━━━ RECORDS PROVIDED

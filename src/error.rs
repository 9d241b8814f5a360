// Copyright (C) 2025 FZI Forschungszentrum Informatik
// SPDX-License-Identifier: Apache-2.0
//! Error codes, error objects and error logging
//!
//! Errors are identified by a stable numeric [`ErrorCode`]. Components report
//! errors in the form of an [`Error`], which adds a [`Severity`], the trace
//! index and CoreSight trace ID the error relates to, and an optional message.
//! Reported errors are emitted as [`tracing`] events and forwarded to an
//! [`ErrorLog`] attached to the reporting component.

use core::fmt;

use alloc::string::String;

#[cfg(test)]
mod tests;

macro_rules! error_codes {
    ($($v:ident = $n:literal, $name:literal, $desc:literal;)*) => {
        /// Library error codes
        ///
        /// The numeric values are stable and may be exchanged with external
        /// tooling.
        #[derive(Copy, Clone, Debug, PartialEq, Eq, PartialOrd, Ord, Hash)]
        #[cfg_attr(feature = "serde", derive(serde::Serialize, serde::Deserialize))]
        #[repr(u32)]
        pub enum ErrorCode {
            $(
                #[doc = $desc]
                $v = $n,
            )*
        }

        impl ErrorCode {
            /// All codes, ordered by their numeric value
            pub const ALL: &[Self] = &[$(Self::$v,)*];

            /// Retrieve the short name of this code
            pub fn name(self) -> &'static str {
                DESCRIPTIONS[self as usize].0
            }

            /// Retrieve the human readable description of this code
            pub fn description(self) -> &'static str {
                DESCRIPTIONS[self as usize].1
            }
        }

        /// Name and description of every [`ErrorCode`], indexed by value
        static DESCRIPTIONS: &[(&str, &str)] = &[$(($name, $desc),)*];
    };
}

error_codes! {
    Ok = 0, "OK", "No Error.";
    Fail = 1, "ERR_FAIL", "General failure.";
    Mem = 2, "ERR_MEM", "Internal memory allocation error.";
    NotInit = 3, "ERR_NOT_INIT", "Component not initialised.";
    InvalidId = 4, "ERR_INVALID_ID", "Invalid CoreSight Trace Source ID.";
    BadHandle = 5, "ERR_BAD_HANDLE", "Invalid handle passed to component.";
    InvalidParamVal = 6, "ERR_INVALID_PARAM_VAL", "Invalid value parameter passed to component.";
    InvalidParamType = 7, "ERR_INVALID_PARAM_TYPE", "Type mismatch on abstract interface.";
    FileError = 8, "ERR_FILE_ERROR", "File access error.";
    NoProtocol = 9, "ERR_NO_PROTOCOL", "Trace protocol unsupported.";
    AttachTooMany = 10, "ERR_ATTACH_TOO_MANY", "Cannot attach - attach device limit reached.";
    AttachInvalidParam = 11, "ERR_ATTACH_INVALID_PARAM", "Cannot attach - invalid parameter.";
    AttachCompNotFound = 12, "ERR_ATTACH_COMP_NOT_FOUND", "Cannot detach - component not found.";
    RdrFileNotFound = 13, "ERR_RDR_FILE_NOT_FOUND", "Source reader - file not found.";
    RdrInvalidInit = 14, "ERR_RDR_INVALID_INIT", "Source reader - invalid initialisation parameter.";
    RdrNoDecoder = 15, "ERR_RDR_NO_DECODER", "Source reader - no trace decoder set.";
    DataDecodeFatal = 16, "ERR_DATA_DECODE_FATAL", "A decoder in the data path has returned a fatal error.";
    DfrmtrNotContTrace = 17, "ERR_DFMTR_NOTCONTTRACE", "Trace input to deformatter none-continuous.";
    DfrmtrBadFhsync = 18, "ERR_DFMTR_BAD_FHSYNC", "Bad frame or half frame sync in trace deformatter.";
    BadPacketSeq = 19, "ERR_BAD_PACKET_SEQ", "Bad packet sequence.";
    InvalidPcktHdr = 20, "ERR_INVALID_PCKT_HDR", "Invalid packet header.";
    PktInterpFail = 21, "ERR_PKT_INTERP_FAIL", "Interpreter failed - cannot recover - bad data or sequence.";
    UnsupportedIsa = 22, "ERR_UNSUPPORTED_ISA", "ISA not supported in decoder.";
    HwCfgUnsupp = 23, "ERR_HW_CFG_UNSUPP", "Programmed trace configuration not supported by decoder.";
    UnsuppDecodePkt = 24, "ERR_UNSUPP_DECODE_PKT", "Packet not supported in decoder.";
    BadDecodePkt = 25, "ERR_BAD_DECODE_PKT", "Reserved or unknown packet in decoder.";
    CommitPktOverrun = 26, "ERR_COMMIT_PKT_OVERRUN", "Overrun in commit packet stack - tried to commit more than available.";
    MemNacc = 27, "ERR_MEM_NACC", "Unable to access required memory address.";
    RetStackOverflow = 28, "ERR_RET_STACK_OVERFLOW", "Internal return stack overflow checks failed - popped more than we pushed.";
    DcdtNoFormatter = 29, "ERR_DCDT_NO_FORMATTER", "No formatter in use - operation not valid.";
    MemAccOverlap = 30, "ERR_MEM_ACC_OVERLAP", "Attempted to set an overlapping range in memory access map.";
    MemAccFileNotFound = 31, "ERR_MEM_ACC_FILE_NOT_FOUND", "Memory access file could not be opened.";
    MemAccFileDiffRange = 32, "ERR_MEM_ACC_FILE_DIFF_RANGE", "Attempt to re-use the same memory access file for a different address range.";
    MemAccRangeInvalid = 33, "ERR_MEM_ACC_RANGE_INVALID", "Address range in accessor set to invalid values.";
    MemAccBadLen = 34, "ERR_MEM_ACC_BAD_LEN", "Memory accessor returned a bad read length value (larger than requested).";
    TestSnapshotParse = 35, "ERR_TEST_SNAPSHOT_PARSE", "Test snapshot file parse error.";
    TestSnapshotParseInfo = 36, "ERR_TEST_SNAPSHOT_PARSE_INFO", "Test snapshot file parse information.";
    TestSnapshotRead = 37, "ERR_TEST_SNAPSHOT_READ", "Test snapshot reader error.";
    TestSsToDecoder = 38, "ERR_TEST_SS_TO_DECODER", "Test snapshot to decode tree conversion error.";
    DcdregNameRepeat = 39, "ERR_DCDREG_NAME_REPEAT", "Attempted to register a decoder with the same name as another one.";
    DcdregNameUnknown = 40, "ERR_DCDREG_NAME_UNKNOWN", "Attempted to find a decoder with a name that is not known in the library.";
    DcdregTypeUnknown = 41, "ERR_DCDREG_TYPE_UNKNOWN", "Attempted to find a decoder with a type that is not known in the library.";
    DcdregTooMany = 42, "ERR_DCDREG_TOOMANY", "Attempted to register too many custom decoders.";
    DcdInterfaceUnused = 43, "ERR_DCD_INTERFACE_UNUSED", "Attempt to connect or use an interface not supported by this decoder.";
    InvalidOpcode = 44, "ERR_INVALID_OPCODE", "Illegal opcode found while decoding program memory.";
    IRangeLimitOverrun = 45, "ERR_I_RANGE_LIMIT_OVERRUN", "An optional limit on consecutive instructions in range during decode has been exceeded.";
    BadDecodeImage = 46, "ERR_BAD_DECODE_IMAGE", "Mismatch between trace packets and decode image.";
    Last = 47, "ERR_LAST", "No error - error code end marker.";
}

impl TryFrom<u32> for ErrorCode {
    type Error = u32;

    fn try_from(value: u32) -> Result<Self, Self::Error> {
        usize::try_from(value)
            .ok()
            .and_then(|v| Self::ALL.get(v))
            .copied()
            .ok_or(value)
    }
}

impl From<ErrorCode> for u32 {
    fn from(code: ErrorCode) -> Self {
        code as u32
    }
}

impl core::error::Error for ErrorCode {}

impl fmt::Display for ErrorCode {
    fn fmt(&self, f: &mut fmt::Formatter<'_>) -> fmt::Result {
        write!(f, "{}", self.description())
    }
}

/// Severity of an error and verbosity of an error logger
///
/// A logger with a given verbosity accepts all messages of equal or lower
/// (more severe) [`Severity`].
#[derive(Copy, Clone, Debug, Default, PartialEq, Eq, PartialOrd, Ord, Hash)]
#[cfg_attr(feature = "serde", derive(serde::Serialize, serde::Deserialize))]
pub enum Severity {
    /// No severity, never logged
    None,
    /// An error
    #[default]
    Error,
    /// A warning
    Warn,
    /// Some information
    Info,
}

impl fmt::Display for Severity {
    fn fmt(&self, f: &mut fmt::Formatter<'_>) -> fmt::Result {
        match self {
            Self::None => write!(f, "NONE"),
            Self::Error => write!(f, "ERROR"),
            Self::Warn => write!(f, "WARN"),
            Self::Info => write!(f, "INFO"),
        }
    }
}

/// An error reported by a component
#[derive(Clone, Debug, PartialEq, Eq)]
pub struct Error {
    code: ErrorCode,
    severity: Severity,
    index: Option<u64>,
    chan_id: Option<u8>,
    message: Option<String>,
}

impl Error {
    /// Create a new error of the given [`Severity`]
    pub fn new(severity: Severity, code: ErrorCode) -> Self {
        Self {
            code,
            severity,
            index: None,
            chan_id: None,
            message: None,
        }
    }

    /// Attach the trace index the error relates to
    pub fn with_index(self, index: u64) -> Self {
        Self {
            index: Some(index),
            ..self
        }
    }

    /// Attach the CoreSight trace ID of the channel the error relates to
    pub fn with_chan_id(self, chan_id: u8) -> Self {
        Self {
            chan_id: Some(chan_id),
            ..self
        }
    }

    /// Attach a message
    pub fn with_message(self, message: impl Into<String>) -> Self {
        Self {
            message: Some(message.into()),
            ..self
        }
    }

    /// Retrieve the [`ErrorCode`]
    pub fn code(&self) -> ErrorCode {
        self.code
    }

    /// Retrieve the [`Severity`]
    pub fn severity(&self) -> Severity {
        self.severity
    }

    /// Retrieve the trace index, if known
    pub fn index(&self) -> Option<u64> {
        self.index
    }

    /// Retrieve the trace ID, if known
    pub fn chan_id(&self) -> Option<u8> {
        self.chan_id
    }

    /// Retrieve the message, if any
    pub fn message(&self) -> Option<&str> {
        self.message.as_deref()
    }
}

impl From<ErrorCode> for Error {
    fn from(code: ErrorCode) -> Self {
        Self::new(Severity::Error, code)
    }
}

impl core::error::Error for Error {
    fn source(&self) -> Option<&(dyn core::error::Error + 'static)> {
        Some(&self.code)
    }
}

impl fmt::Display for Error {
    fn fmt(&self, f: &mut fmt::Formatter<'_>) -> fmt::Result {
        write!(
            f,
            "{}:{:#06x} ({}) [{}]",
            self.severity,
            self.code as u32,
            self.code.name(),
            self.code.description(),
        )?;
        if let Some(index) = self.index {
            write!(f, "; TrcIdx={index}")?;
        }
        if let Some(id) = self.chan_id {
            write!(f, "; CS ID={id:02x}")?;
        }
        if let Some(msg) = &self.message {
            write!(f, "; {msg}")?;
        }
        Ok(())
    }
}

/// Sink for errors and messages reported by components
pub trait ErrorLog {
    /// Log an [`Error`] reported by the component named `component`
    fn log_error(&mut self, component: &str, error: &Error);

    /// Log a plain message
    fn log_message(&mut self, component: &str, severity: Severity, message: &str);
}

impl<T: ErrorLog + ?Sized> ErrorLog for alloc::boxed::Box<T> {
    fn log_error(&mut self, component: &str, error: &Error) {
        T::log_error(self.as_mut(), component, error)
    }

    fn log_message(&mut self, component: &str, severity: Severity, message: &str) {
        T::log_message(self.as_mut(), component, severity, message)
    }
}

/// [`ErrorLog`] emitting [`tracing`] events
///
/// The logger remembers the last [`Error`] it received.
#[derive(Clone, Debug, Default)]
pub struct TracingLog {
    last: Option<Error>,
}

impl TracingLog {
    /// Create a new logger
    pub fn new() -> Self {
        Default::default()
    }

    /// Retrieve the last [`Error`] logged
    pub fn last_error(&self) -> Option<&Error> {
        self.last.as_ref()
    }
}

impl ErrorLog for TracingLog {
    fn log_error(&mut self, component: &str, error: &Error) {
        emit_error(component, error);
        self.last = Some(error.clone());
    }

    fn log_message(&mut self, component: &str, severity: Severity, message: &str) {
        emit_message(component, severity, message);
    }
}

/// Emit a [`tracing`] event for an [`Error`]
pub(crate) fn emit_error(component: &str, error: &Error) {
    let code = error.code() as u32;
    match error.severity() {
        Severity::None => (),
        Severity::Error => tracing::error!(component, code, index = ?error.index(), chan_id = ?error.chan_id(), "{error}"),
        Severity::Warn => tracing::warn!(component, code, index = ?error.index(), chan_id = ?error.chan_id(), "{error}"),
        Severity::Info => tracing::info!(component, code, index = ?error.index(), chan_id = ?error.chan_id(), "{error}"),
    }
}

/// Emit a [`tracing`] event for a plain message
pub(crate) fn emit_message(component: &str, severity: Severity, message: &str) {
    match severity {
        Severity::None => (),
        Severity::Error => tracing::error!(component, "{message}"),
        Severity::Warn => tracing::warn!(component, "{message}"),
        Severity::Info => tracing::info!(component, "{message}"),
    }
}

━━━━━━

• [PROMPT]: Your answer should be every line above that contains the word "parameter".

• [OUTPUT OF THE TASK]:
    InvalidParamVal = 6, "ERR_INVALID_PARAM_VAL", "Invalid value parameter passed to component.";
    AttachInvalidParam = 11, "ERR_ATTACH_INVALID_PARAM", "Cannot attach - invalid parameter.";
    RdrInvalidInit = 14, "ERR_RDR_INVALID_INIT", "Source reader - invalid initialisation parameter.";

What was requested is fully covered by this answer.